久世宮聖良くぜみやせいら先輩……名門中の名門としての、プライドかぁ。皇城先輩や蘭先輩とはまた違う、お嬢様。……蘭先輩、まさか瞑想で犬になるとは……瞑想は禁止って言ったのに……)


 蘭が、わふ!わぅん!と昼休みのあいだ中まるで大型犬のようにじゃれついてきた事を思い出して、颯太は自分のコメカミをグリグリと揉んだ。


 何とかその記憶を振り払い、羽遊良から授業の合間ごとに教えてもらった財閥や華族の内情を考えている。


 ちなみにそのお礼にと、颯太が羽遊良にねだられた顔写真はともかくとして今日使った体操着の洗濯権に関しては、首を捻りながらも押し切られてしまった颯太。

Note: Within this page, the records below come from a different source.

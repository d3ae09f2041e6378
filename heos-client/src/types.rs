//! Typed records for command payloads.
//!
//! Unknown fields are ignored, so newer firmware adding fields does not break
//! decoding.

use serde::{Deserialize, Serialize};
use serde_json::Value;
use std::fmt;

/// Playback state of a player.
#[derive(Debug, Clone, Copy, PartialEq, Eq, Hash, Serialize, Deserialize)]
#[serde(rename_all = "lowercase")]
pub enum PlayState {
    Play,
    Pause,
    Stop,
}

impl PlayState {
    pub fn as_str(&self) -> &'static str {
        match self {
            PlayState::Play => "play",
            PlayState::Pause => "pause",
            PlayState::Stop => "stop",
        }
    }
}

impl fmt::Display for PlayState {
    fn fmt(&self, f: &mut fmt::Formatter<'_>) -> fmt::Result {
        f.write_str(self.as_str())
    }
}

impl std::str::FromStr for PlayState {
    type Err = String;

    fn from_str(s: &str) -> Result<Self, Self::Err> {
        match s {
            "play" => Ok(PlayState::Play),
            "pause" => Ok(PlayState::Pause),
            "stop" => Ok(PlayState::Stop),
            other => Err(format!("unknown play state: {}", other)),
        }
    }
}

#[derive(Debug, Clone, Copy, PartialEq, Eq, Hash, Serialize, Deserialize)]
pub enum RepeatMode {
    #[serde(rename = "on_all")]
    All,
    #[serde(rename = "on_one")]
    One,
    #[serde(rename = "off")]
    Off,
}

impl RepeatMode {
    pub fn as_str(&self) -> &'static str {
        match self {
            RepeatMode::All => "on_all",
            RepeatMode::One => "on_one",
            RepeatMode::Off => "off",
        }
    }
}

impl fmt::Display for RepeatMode {
    fn fmt(&self, f: &mut fmt::Formatter<'_>) -> fmt::Result {
        f.write_str(self.as_str())
    }
}

/// Repeat and shuffle settings of a player.
#[derive(Debug, Clone, Copy, PartialEq, Eq, Serialize, Deserialize)]
pub struct PlayMode {
    pub repeat: RepeatMode,
    pub shuffle: bool,
}

#[derive(Debug, Clone, Copy, PartialEq, Eq, Hash, Serialize, Deserialize)]
#[serde(rename_all = "lowercase")]
pub enum Network {
    Wired,
    Wifi,
    Unknown,
}

#[derive(Debug, Clone, PartialEq, Eq, Serialize, Deserialize)]
pub struct PlayerInfo {
    pub name: String,
    pub pid: i64,
    #[serde(default, skip_serializing_if = "Option::is_none")]
    pub gid: Option<i64>,
    pub model: String,
    pub version: String,
    pub network: Network,
    /// `variable` or `fixed`.
    pub lineout: Value,
    /// Present for fixed line outs: `none`, `ir`, `trigger` or `network`.
    #[serde(default, skip_serializing_if = "Option::is_none")]
    pub control: Option<String>,
    #[serde(default, skip_serializing_if = "Option::is_none")]
    pub serial: Option<String>,
}

#[derive(Debug, Clone, Copy, PartialEq, Eq, Hash, Serialize, Deserialize)]
#[serde(rename_all = "lowercase")]
pub enum GroupRole {
    Leader,
    Member,
}

#[derive(Debug, Clone, PartialEq, Eq, Serialize, Deserialize)]
pub struct GroupMember {
    pub name: String,
    pub pid: i64,
    pub role: GroupRole,
}

#[derive(Debug, Clone, PartialEq, Eq, Serialize, Deserialize)]
pub struct GroupInfo {
    pub name: String,
    pub gid: i64,
    pub players: Vec<GroupMember>,
}

impl GroupInfo {
    pub fn leader(&self) -> Option<&GroupMember> {
        self.players.iter().find(|p| p.role == GroupRole::Leader)
    }
}

/// What is currently playing on a player.
#[derive(Debug, Clone, PartialEq, Eq, Serialize, Deserialize)]
pub struct NowPlayingMedia {
    /// `song` or `station`.
    #[serde(rename = "type")]
    pub media_type: String,
    #[serde(default)]
    pub song: String,
    #[serde(default)]
    pub album: String,
    #[serde(default)]
    pub artist: String,
    #[serde(default)]
    pub image_url: String,
    #[serde(default)]
    pub mid: String,
    #[serde(default)]
    pub qid: Option<i64>,
    #[serde(default)]
    pub sid: Option<i64>,
    #[serde(default, skip_serializing_if = "Option::is_none")]
    pub album_id: Option<String>,
    #[serde(default, skip_serializing_if = "Option::is_none")]
    pub station: Option<String>,
}

#[derive(Debug, Clone, PartialEq, Eq, Serialize, Deserialize)]
pub struct QueueItem {
    pub song: String,
    #[serde(default)]
    pub album: String,
    #[serde(default)]
    pub artist: String,
    #[serde(default)]
    pub image_url: String,
    pub qid: i64,
    #[serde(default)]
    pub mid: String,
    #[serde(default)]
    pub album_id: String,
}

#[derive(Debug, Clone, PartialEq, Eq, Serialize, Deserialize)]
pub struct QuickselectInfo {
    pub id: i64,
    pub name: String,
}

#[derive(Debug, Clone, PartialEq, Eq, Serialize, Deserialize)]
pub struct MusicSourceInfo {
    pub name: String,
    #[serde(default)]
    pub image_url: String,
    /// `music_service`, `heos_server`, `heos_service`, `dlna_server`, ...
    #[serde(rename = "type")]
    pub source_type: String,
    pub sid: i64,
    /// `"true"` or `"false"` on the wire.
    #[serde(default, skip_serializing_if = "Option::is_none")]
    pub available: Option<String>,
    #[serde(default, skip_serializing_if = "Option::is_none")]
    pub service_username: Option<String>,
}

impl MusicSourceInfo {
    pub fn is_available(&self) -> bool {
        self.available.as_deref() == Some("true")
    }
}

/// One entry of a browse or search result.
///
/// Entries are either music sources or media items; fields that do not apply
/// are absent.
#[derive(Debug, Clone, PartialEq, Eq, Serialize, Deserialize)]
pub struct BrowseEntry {
    pub name: String,
    #[serde(rename = "type")]
    pub entry_type: String,
    #[serde(default)]
    pub image_url: String,
    #[serde(default, skip_serializing_if = "Option::is_none")]
    pub sid: Option<i64>,
    #[serde(default, skip_serializing_if = "Option::is_none")]
    pub cid: Option<String>,
    #[serde(default, skip_serializing_if = "Option::is_none")]
    pub mid: Option<String>,
    /// `yes` or `no`.
    #[serde(default, skip_serializing_if = "Option::is_none")]
    pub container: Option<String>,
    /// `yes` or `no`.
    #[serde(default, skip_serializing_if = "Option::is_none")]
    pub playable: Option<String>,
    #[serde(default, skip_serializing_if = "Option::is_none")]
    pub artist: Option<String>,
    #[serde(default, skip_serializing_if = "Option::is_none")]
    pub album: Option<String>,
}

impl BrowseEntry {
    pub fn is_container(&self) -> bool {
        self.container.as_deref() == Some("yes")
    }

    pub fn is_playable(&self) -> bool {
        self.playable.as_deref() == Some("yes")
    }
}

/// Result of `browse/browse` and `browse/search`.
#[derive(Debug, Clone, PartialEq, Serialize, Deserialize)]
pub struct BrowseResult {
    pub results: Vec<BrowseEntry>,
    #[serde(default)]
    pub options: Value,
    /// Total number of entries available.
    #[serde(default)]
    pub count: Option<i64>,
    /// Number of entries in this page.
    #[serde(default)]
    pub returned: Option<i64>,
}

#[derive(Debug, Clone, PartialEq, Eq, Serialize, Deserialize)]
pub struct SearchCriteriaInfo {
    pub name: String,
    pub scid: i64,
    /// `yes` or `no`.
    #[serde(default)]
    pub wildcard: String,
    #[serde(default, skip_serializing_if = "Option::is_none")]
    pub playable: Option<String>,
    #[serde(default, skip_serializing_if = "Option::is_none")]
    pub cid: Option<String>,
}

/// Firmware update status reported by `player/check_update`.
#[derive(Debug, Clone, Copy, PartialEq, Eq, Hash, Serialize, Deserialize)]
pub enum FirmwareUpdate {
    #[serde(rename = "update_none")]
    None,
    #[serde(rename = "update_exist")]
    Available,
}

/// How `browse/add_to_queue` inserts items.
#[derive(Debug, Clone, Copy, PartialEq, Eq, Hash)]
pub enum AddCriteria {
    PlayNow = 1,
    PlayNext = 2,
    AddToEnd = 3,
    ReplaceAndPlay = 4,
}

/// The membership reported after `group/set_group`.
#[derive(Debug, Clone, PartialEq, Eq, Serialize, Deserialize)]
pub struct GroupChange {
    pub gid: i64,
    #[serde(default)]
    pub name: String,
    /// Player ids, leader first.
    #[serde(default, deserialize_with = "deserialize_pids")]
    pub pid: Vec<i64>,
}

fn deserialize_pids<'de, D>(deserializer: D) -> Result<Vec<i64>, D::Error>
where
    D: serde::Deserializer<'de>,
{
    #[derive(Deserialize)]
    #[serde(untagged)]
    enum Pids {
        One(i64),
        Many(Vec<i64>),
    }

    Ok(match Pids::deserialize(deserializer)? {
        Pids::One(pid) => vec![pid],
        Pids::Many(pids) => pids,
    })
}

/// Decodes an extracted response value into a typed record.
pub(crate) fn decode<T: serde::de::DeserializeOwned>(
    value: Value,
) -> Result<T, crate::ClientError> {
    Ok(serde_json::from_value(value)?)
}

(何か申し訳ないなぁ。汗をかいて汚れてる体操着なんて汚くて渡せないよって言ったのに体育がある明後日には洗って持ってくる、洗濯の練習をしたいからなんて、せっぱつまった表情につい……お嬢様の洗濯修行、ねえ)


 もちろん、自分の体操着が違った用途に絶賛使われる事など露知らぬ颯太であったが、子息や令嬢が非常に多いこの学校の中での派閥や力関係に関しての情報は、外部入学の颯太からすればありがたいものだったので、望むがままに渡してしまったのである。


 その夜、いつもの羽遊良の一人大運動会が颯太の匂い付きの体操着のおかげで、盛大な一人オリンピックになった事は、言うまでもない。



 タライで体操着を洗ってボロボロにしてしまったり、洗濯機を泡だらけにしてしまう羽遊良を想像して、くす、と微笑んだ颯太は思考を戻してまた考える。


(逆恨み、怖いなぁ。でも、皇城先輩や蘭先輩でさえ跳ねのけるような人なら、自分で何とかしちゃうのかもしれないし、僕が考えたってしょうがない、か)


 そう思った颯太は、立ち止まって伸びをした。 


 助けを求められた訳でもなく、自分の選んだ学校の中でのトラブルを見聞きし、憂いただけであった。


 思い悩んだところで、現状はどうにもならないし、できはしない。

 颯太は気持ちを切り替えた。


 だが。


 事態は既に動き始めていた。







 本屋に立ち寄る為に、校舎から出た颯太はいつも通る門ではなく別の門に向かって歩いた。


 見たこともない学校内の施設をきょろきょろと見ているうちに颯太は楽しくなってきて、スマホと学生手帳をリンクさせて建物と照らし合わせていく。


(へー、こっちにも武道場があるんだ。何部なんだろう?……弓道部……弓道場が建物の奥にあって……ん?)


 弓道部の建物の入り口の前で仁王立ちする男子生徒二人を発見した颯太。

 

(あの人達は……門番?すごい!何だか気合入ってそうな人たちだね)


 ワクワクと門番を見つめていた颯太に、仁王立ちのの一人が声を荒げた。


「じろじろ見てんじゃねーよ!あっち行きな!」

「わ?!は、はい!」


 その声に慌ててその場を立ち去ろうとした颯太の耳に、建物の中で言い争う声と物がぶつかり合う音がかすかに聞こえてきた。